On September 16, 1864, General Sheridan sent Tom Laws, an elderly black slave from Millwood, Virginia who had a Confederate permit to sell produce in Winchester three days a week, to contact the fired schoolteacher at her Winchester home. She conveyed information about General Early's forces which a Confederate officer had publicly bragged about the previous day, namely that Confederate infantry and artillery battalions had left town.
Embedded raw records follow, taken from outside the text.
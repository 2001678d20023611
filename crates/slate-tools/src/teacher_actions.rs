//! Request/response correlation for privileged teacher actions.
//!
//! The agent publishes a `teacher_action` request carrying a fresh request id
//! and waits for the teacher's client to publish a matching
//! `teacher_action_result`. Each id resolves at most once; the slot is gone
//! after resolution, timeout, or shutdown.

use std::collections::HashMap;
use std::sync::{Arc, Mutex, MutexGuard};
use std::time::Duration;

use serde_json::{Map, Value};
use slate_channels::DataChannel;
use slate_core::error::{Result, SlateError};
use slate_core::protocol::WireMessage;
use slate_core::session::SessionMetadata;
use slate_core::types::{TeacherActionRequest, TeacherActionResult};
use tokio::sync::oneshot;
use tracing::{debug, info, warn};

pub const TIMEOUT_MESSAGE: &str = "I could not confirm the action in time. Please try again.";
pub const CANCELLED_MESSAGE: &str = "The session ended before the action was confirmed.";

type PendingTable = HashMap<String, oneshot::Sender<TeacherActionResult>>;

/// Removes its request's slot when dropped, including when the waiting
/// future is cancelled.
struct PendingSlot<'a> {
    pending: &'a Mutex<PendingTable>,
    request_id: String,
}

impl Drop for PendingSlot<'_> {
    fn drop(&mut self) {
        self.pending
            .lock()
            .unwrap_or_else(|e| e.into_inner())
            .remove(&self.request_id);
    }
}

pub struct TeacherActionBridge {
    channel: Arc<dyn DataChannel>,
    metadata: SessionMetadata,
    request_topic: String,
    timeout: Duration,
    pending: Mutex<PendingTable>,
}

impl TeacherActionBridge {
    pub fn new(
        channel: Arc<dyn DataChannel>,
        metadata: SessionMetadata,
        request_topic: impl Into<String>,
        timeout: Duration,
    ) -> Self {
        Self {
            channel,
            metadata,
            request_topic: request_topic.into(),
            timeout,
            pending: Mutex::new(HashMap::new()),
        }
    }

    fn pending(&self) -> MutexGuard<'_, PendingTable> {
        self.pending.lock().unwrap_or_else(|e| e.into_inner())
    }

    pub fn metadata(&self) -> &SessionMetadata {
        &self.metadata
    }

    pub fn pending_count(&self) -> usize {
        self.pending().len()
    }

    /// Fails unless this is a teacher session.
    pub fn ensure_authorized(&self) -> Result<()> {
        if self.metadata.is_teacher() {
            Ok(())
        } else {
            Err(SlateError::Authorization(
                "teacher actions are only available in teacher sessions".into(),
            ))
        }
    }

    /// Publish `action` and wait for its result.
    ///
    /// A timeout is not an error: it yields a failed result with
    /// [`TIMEOUT_MESSAGE`].
    pub async fn send(&self, action: &str, args: Map<String, Value>) -> Result<TeacherActionResult> {
        self.ensure_authorized()?;

        let request_id = new_request_id();
        let (tx, rx) = oneshot::channel();
        self.pending().insert(request_id.clone(), tx);
        let _slot = PendingSlot {
            pending: &self.pending,
            request_id: request_id.clone(),
        };

        let request = WireMessage::TeacherAction(TeacherActionRequest {
            request_id: request_id.clone(),
            action: action.to_string(),
            args,
        });
        let published = match request.encode() {
            Ok(bytes) => self
                .channel
                .publish(&bytes, &self.request_topic)
                .await
                .map_err(|e| SlateError::Publish(e.to_string())),
            Err(e) => Err(e),
        };
        published?;
        info!(action, request_id = %request_id, "Teacher actions: published action");

        let outcome = tokio::time::timeout(self.timeout, rx).await;

        match outcome {
            Ok(Ok(result)) => Ok(result),
            Ok(Err(_)) => {
                debug!(request_id = %request_id, "Teacher actions: pending request dropped");
                Ok(TeacherActionResult::failure(request_id, CANCELLED_MESSAGE))
            }
            Err(_) => {
                warn!(request_id = %request_id, "Teacher actions: timeout waiting for result");
                Ok(TeacherActionResult::failure(request_id, TIMEOUT_MESSAGE))
            }
        }
    }

    /// Fulfil the pending request matching `result.request_id`. Returns
    /// whether a waiter was found; unknown and already-resolved ids are
    /// ignored.
    pub fn resolve(&self, result: TeacherActionResult) -> bool {
        let Some(tx) = self.pending().remove(&result.request_id) else {
            debug!(
                request_id = %result.request_id,
                "Teacher actions: no pending request found"
            );
            return false;
        };
        let request_id = result.request_id.clone();
        if tx.send(result).is_err() {
            debug!(request_id = %request_id, "Teacher actions: waiter already gone");
            return false;
        }
        true
    }

    /// Drop every pending slot; their waiters return a failed result.
    pub fn cancel_all(&self) {
        let dropped = std::mem::take(&mut *self.pending());
        if !dropped.is_empty() {
            debug!(count = dropped.len(), "Teacher actions: dropping pending requests");
        }
    }
}

/// `teacher_action_<unix ms>_<8 hex chars>`.
fn new_request_id() -> String {
    let suffix = uuid::Uuid::new_v4().simple().to_string();
    format!(
        "teacher_action_{}_{}",
        chrono::Utc::now().timestamp_millis(),
        &suffix[..8]
    )
}

#[cfg(test)]
mod tests {
    use super::*;
    use slate_channels::MemoryChannel;
    use slate_core::protocol::TEACHER_ACTION_TOPIC;

    fn bridge(role: &str) -> (Arc<TeacherActionBridge>, Arc<MemoryChannel>) {
        let (channel, _rx) = MemoryChannel::new("agent");
        let channel = Arc::new(channel);
        let bridge = TeacherActionBridge::new(
            channel.clone(),
            SessionMetadata::with_role(role),
            TEACHER_ACTION_TOPIC,
            Duration::from_secs(25),
        );
        (Arc::new(bridge), channel)
    }

    async fn published_request_id(channel: &MemoryChannel) -> String {
        loop {
            if let Some(packet) = channel.published_on(TEACHER_ACTION_TOPIC).last() {
                let json = packet.json().unwrap();
                return json["payload"]["requestId"].as_str().unwrap().to_string();
            }
            tokio::task::yield_now().await;
        }
    }

    #[test]
    fn test_request_id_shape() {
        let id = new_request_id();
        let parts: Vec<_> = id.rsplitn(2, '_').collect();
        assert_eq!(parts[0].len(), 8);
        assert!(parts[1].starts_with("teacher_action_"));
        assert_ne!(new_request_id(), new_request_id());
    }

    #[tokio::test]
    async fn test_non_teacher_is_rejected_without_publish() {
        let (bridge, channel) = bridge("student");
        let err = bridge.send("clock_in", Map::new()).await.unwrap_err();
        assert!(matches!(err, SlateError::Authorization(_)));
        assert!(channel.published().is_empty());
        assert_eq!(bridge.pending_count(), 0);
    }

    #[tokio::test(start_paused = true)]
    async fn test_resolve_fulfils_waiter() {
        let (bridge, channel) = bridge("teacher");
        let sender = bridge.clone();
        let call = tokio::spawn(async move { sender.send("clock_in", Map::new()).await });

        let request_id = published_request_id(&channel).await;
        let packet = channel.published_on(TEACHER_ACTION_TOPIC).remove(0);
        assert_eq!(packet.message_type().as_deref(), Some("teacher_action"));
        assert_eq!(packet.json().unwrap()["payload"]["action"], "clock_in");

        assert!(bridge.resolve(TeacherActionResult {
            request_id: request_id.clone(),
            success: true,
            message: "done".into(),
        }));
        let result = call.await.unwrap().unwrap();
        assert!(result.success);
        assert_eq!(result.message, "done");

        // Second resolution for the same id is a no-op.
        assert!(!bridge.resolve(TeacherActionResult::failure(request_id, "late")));
        assert_eq!(bridge.pending_count(), 0);
    }

    #[tokio::test(start_paused = true)]
    async fn test_aborted_caller_releases_slot() {
        let (bridge, channel) = bridge("teacher");
        let sender = bridge.clone();
        let call = tokio::spawn(async move { sender.send("clock_in", Map::new()).await });

        let request_id = published_request_id(&channel).await;
        assert_eq!(bridge.pending_count(), 1);

        call.abort();
        assert!(call.await.unwrap_err().is_cancelled());
        assert_eq!(bridge.pending_count(), 0);

        tokio::time::sleep(Duration::from_secs(60)).await;
        assert_eq!(bridge.pending_count(), 0);
        assert!(!bridge.resolve(TeacherActionResult::failure(request_id, "late")));
    }

    #[tokio::test(start_paused = true)]
    async fn test_timeout_yields_failure() {
        let (bridge, _channel) = bridge("teacher");
        let result = bridge.send("clock_in", Map::new()).await.unwrap();
        assert!(!result.success);
        assert_eq!(result.message, TIMEOUT_MESSAGE);
        assert_eq!(bridge.pending_count(), 0);
    }

    #[tokio::test]
    async fn test_unknown_id_is_ignored() {
        let (bridge, _channel) = bridge("teacher");
        assert!(!bridge.resolve(TeacherActionResult::failure("nope", "x")));
    }

    #[tokio::test]
    async fn test_publish_failure_clears_slot() {
        let (bridge, channel) = bridge("teacher");
        channel.fail_all();
        let err = bridge.send("clock_in", Map::new()).await.unwrap_err();
        assert!(matches!(err, SlateError::Publish(_)));
        assert_eq!(bridge.pending_count(), 0);
    }

    #[tokio::test(start_paused = true)]
    async fn test_cancel_all_releases_waiters() {
        let (bridge, channel) = bridge("teacher");
        let sender = bridge.clone();
        let call = tokio::spawn(async move { sender.send("clock_in", Map::new()).await });
        published_request_id(&channel).await;

        bridge.cancel_all();
        let result = call.await.unwrap().unwrap();
        assert!(!result.success);
        assert_eq!(result.message, CANCELLED_MESSAGE);
    }
}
Acting on that information, Sheridan engaged Early's forces near Opequon Creek in which proved to be the second bloodiest battle in the Shenandoah Valley. By the sunset on September 19, 1864, Early's army had been routed: of 14,500 Confederate troops, 2,000 had been killed or wounded, 1800 men were missing and three important brigade commanders had been killed (General Robert E. Rodes, Colonels Archibald C. Godwin, George S. Patton Sr. and John H. S. Funk). Union forces suffered over 5,000 casualties, but those 40,000 troops could only fail to account for 500 men.
Generals Sheridan and Crook attempted to thank Wright for her assistance after the victory, but she urged confidentiality, fearing retaliation. General Sheridan would pursue Early's retreating army, and again defeat it at Fisher's Hill on September 22, and yet again, even more bloodily, at the Battle of Cedar Creek on October 19. By mid-November the Winchester and Potomac Railroad had resumed service from Harper's Ferry to Stephenson's Depot, allowing the Federals a secure supply line, and Winchester had become the Union army's winter quarters would not again change hands.

==Later life ==

In 1867, Sheridan learned of the Wright ladies' financial distress and sent Rebecca Wright a pocket watch and elegant brooch, as well as a recommendation from General Ulysses S. Grant for a position in the U.S. Treasury Department in Washington, D.C. However, after Rebecca wore the brooch, a boarder who was a reporter for the Baltimore Sun, asked her sister Hanna about its source, and the Winchester Star published the story on February 20, 1867. Neighbors then boycotted the Wrights' boarding house and boys spat at Rebecca in the street, so the Wright women moved to Philadelphia, Pennsylvania. Congressman Thaddeus Stevens proposed a special bill to allow Wright a federal pension, but failed to secure its passage, other members objecting on account of her sex. Rebecca Wright eventually accepted the job offer, moved to Washington, D.C. the following July, and remained a federal civil servant for 47 years. She married William Bonsal, a veteran of the 16th Pennsylvania Cavalry in 1871, and financed his purchase of a farm in Kansas, but successive poor crops led him to return to Washington, D.C.

==Death and legacy==
Rebecca Wright Bonsal retired from her federal job shortly before her death in 1914. Winchester and surrounding counties have recently erected monuments explaining her wartime service, and that of Thomas Laws.